Collected data entries:

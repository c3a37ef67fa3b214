use std::path::PathBuf;
use std::time::Duration;

use async_trait::async_trait;
use tokio::io::{AsyncBufRead, AsyncBufReadExt, AsyncWriteExt, BufReader};
use tokio::net::tcp::{OwnedReadHalf, OwnedWriteHalf};
use tokio::net::TcpStream;
use tokio::sync::Mutex;
use tracing::{debug, warn};

use crate::error::{VdrError, VdrResult};
use crate::models::{
    parse_channel_line, parse_epg, parse_recording_line, parse_timer_line, Channel, EpgEvent,
    Recording, Timer,
};

// ---------------------------------------------------------------------------
// VdrBackend — the capability set the services program against
// ---------------------------------------------------------------------------

/// Operations the VDR backend offers.
///
/// The production implementation is [`SvdrpClient`]; tests use an
/// in-memory fake. Service code only ever sees `Arc<dyn VdrBackend>`.
#[async_trait]
pub trait VdrBackend: Send + Sync {
    async fn ping(&self) -> VdrResult<()>;

    async fn list_channels(&self) -> VdrResult<Vec<Channel>>;

    /// List EPG events, optionally restricted to one channel and one
    /// point in time (Unix seconds). An empty channel id degrades to the
    /// all-channel listing regardless of the timestamp.
    async fn list_epg(&self, channel: Option<&str>, at: Option<i64>) -> VdrResult<Vec<EpgEvent>>;

    async fn list_timers(&self) -> VdrResult<Vec<Timer>>;
    async fn new_timer(&self, timer: &Timer) -> VdrResult<()>;
    async fn update_timer(&self, timer: &Timer) -> VdrResult<()>;
    async fn delete_timer(&self, id: u32) -> VdrResult<()>;

    async fn list_recordings(&self) -> VdrResult<Vec<Recording>>;
    /// Resolve the on-disk directory of a recording.
    async fn recording_path(&self, id: u32) -> VdrResult<PathBuf>;
    async fn delete_recording(&self, id: u32) -> VdrResult<()>;

    /// The currently tuned channel, as reported by the backend
    /// (`<number> <name>`).
    async fn current_channel(&self) -> VdrResult<String>;
    async fn set_channel(&self, channel: &str) -> VdrResult<String>;

    /// Send a remote-control key press.
    async fn send_key(&self, key: &str) -> VdrResult<()>;

    /// Close the connection. Idempotent.
    async fn close(&self);
}
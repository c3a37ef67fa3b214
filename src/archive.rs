use axum::extract::{Query, State};
use axum::Json;
use chrono::{DateTime, Local};
use serde::{Deserialize, Serialize};
use std::collections::{HashMap, VecDeque};
use std::path::{Component, Path, PathBuf};
use std::process::Stdio;
use std::sync::{Arc, Mutex, RwLock};
use std::time::{SystemTime, UNIX_EPOCH};
use tokio::io::{AsyncBufReadExt, BufReader};
use tokio::process::Command;
use tokio_util::sync::CancellationToken;
use tracing::{debug, info, warn};

use crate::config::Config;
use crate::error::{ApiError, VdrError, VdrResult};
use crate::models::Recording;
use crate::streaming::kill_process_group;
use crate::vdr::path_inside;

/// Lines of transcoder output kept per job.
const LOG_TAIL: usize = 120;
/// Name of the transient concat-demuxer list inside the target dir.
const CONCAT_LIST: &str = "concat.txt";
/// Metadata file copied next to the archived video.
const INFO_FILE: &str = "info";

// ---------------------------------------------------------------------------
// Preview — the resolved output layout of a job
// ---------------------------------------------------------------------------

/// Where an archive job writes: the target directory plus the two files
/// inside it. Computed before execution so the UI can show it up front.
#[derive(Debug, Clone, Serialize)]
pub struct Preview {
    pub target_dir: PathBuf,
    pub video_path: PathBuf,
    pub info_path: PathBuf,
}

impl Preview {
    /// Both file paths must resolve directly inside the target dir after
    /// lexical path cleaning.
    pub fn validate(&self) -> VdrResult<()> {
        let target = clean_path(&self.target_dir);
        for (label, path) in [("video", &self.video_path), ("info", &self.info_path)] {
            let cleaned = clean_path(path);
            if cleaned.parent() != Some(target.as_path()) {
                return Err(VdrError::invalid(format!(
                    "{label} path {} is not directly inside the target directory",
                    path.display()
                )));
            }
            if cleaned.file_name().is_none() {
                return Err(VdrError::invalid(format!("{label} path has no file name")));
            }
        }
        Ok(())
    }
}

/// Lexical normalization: drop `.` components and resolve `..` upward.
fn clean_path(path: &Path) -> PathBuf {
    let mut cleaned = PathBuf::new();
    for component in path.components() {
        match component {
            Component::CurDir => {}
            Component::ParentDir => {
                cleaned.pop();
            }
            other => cleaned.push(other),
        }
    }
    cleaned
}

/// Derive the temporary output for a final path by inserting `.tmp`
/// before the extension (`video.mkv` → `video.tmp.mkv`).
fn tmp_output_path(path: &Path) -> PathBuf {
    match path.extension().and_then(|e| e.to_str()) {
        Some(ext) => path.with_extension(format!("tmp.{ext}")),
        None => path.with_extension("tmp"),
    }
}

Exercise description :: Line by line, the data should be returned exactly as written.

Solution to this problem ::
repository c3a37ef67fa3b214
use std::path::PathBuf;
use std::time::Duration;

use async_trait::async_trait;
use tokio::io::{AsyncBufRead, AsyncBufReadExt, AsyncWriteExt, BufReader};
use tokio::net::tcp::{OwnedReadHalf, OwnedWriteHalf};
use tokio::net::TcpStream;
use tokio::sync::Mutex;
use tracing::{debug, warn};

use crate::error::{VdrError, VdrResult};
use crate::models::{
    parse_channel_line, parse_epg, parse_recording_line, parse_timer_line, Channel, EpgEvent,
    Recording, Timer,
};

// ---------------------------------------------------------------------------
// VdrBackend — the capability set the services program against
// ---------------------------------------------------------------------------

/// Operations the VDR backend offers.
///
/// The production implementation is [`SvdrpClient`]; tests use an
/// in-memory fake. Service code only ever sees `Arc<dyn VdrBackend>`.
#[async_trait]
pub trait VdrBackend: Send + Sync {
    async fn ping(&self) -> VdrResult<()>;

    async fn list_channels(&self) -> VdrResult<Vec<Channel>>;

    /// List EPG events, optionally restricted to one channel and one
    /// point in time (Unix seconds). An empty channel id degrades to the
    /// all-channel listing regardless of the timestamp.
    async fn list_epg(&self, channel: Option<&str>, at: Option<i64>) -> VdrResult<Vec<EpgEvent>>;

    async fn list_timers(&self) -> VdrResult<Vec<Timer>>;
    async fn new_timer(&self, timer: &Timer) -> VdrResult<()>;
    async fn update_timer(&self, timer: &Timer) -> VdrResult<()>;
    async fn delete_timer(&self, id: u32) -> VdrResult<()>;

    async fn list_recordings(&self) -> VdrResult<Vec<Recording>>;
    /// Resolve the on-disk directory of a recording.
    async fn recording_path(&self, id: u32) -> VdrResult<PathBuf>;
    async fn delete_recording(&self, id: u32) -> VdrResult<()>;

    /// The currently tuned channel, as reported by the backend
    /// (`<number> <name>`).
    async fn current_channel(&self) -> VdrResult<String>;
    async fn set_channel(&self, channel: &str) -> VdrResult<String>;

    /// Send a remote-control key press.
    async fn send_key(&self, key: &str) -> VdrResult<()>;

    /// Close the connection. Idempotent.
    async fn close(&self);
}
repository c3a37ef67fa3b214
filename src/archive.rs
use axum::extract::{Query, State};
use axum::Json;
use chrono::{DateTime, Local};
use serde::{Deserialize, Serialize};
use std::collections::{HashMap, VecDeque};
use std::path::{Component, Path, PathBuf};
use std::process::Stdio;
use std::sync::{Arc, Mutex, RwLock};
use std::time::{SystemTime, UNIX_EPOCH};
use tokio::io::{AsyncBufReadExt, BufReader};
use tokio::process::Command;
use tokio_util::sync::CancellationToken;
use tracing::{debug, info, warn};

use crate::config::Config;
use crate::error::{ApiError, VdrError, VdrResult};
use crate::models::Recording;
use crate::streaming::kill_process_group;
use crate::vdr::path_inside;

/// Lines of transcoder output kept per job.
const LOG_TAIL: usize = 120;
/// Name of the transient concat-demuxer list inside the target dir.
const CONCAT_LIST: &str = "concat.txt";
/// Metadata file copied next to the archived video.
const INFO_FILE: &str = "info";

// ---------------------------------------------------------------------------
// Preview — the resolved output layout of a job
// ---------------------------------------------------------------------------

/// Where an archive job writes: the target directory plus the two files
/// inside it. Computed before execution so the UI can show it up front.
#[derive(Debug, Clone, Serialize)]
pub struct Preview {
    pub target_dir: PathBuf,
    pub video_path: PathBuf,
    pub info_path: PathBuf,
}

impl Preview {
    /// Both file paths must resolve directly inside the target dir after
    /// lexical path cleaning.
    pub fn validate(&self) -> VdrResult<()> {
        let target = clean_path(&self.target_dir);
        for (label, path) in [("video", &self.video_path), ("info", &self.info_path)] {
            let cleaned = clean_path(path);
            if cleaned.parent() != Some(target.as_path()) {
                return Err(VdrError::invalid(format!(
                    "{label} path {} is not directly inside the target directory",
                    path.display()
                )));
            }
            if cleaned.file_name().is_none() {
                return Err(VdrError::invalid(format!("{label} path has no file name")));
            }
        }
        Ok(())
    }
}

/// Lexical normalization: drop `.` components and resolve `..` upward.
fn clean_path(path: &Path) -> PathBuf {
    let mut cleaned = PathBuf::new();
    for component in path.components() {
        match component {
            Component::CurDir => {}
            Component::ParentDir => {
                cleaned.pop();
            }
            other => cleaned.push(other),
        }
    }
    cleaned
}

/// Derive the temporary output for a final path by inserting `.tmp`
/// before the extension (`video.mkv` → `video.tmp.mkv`).
fn tmp_output_path(path: &Path) -> PathBuf {
    match path.extension().and_then(|e| e.to_str()) {
        Some(ext) => path.with_extension(format!("tmp.{ext}")),
        None => path.with_extension("tmp"),
    }
}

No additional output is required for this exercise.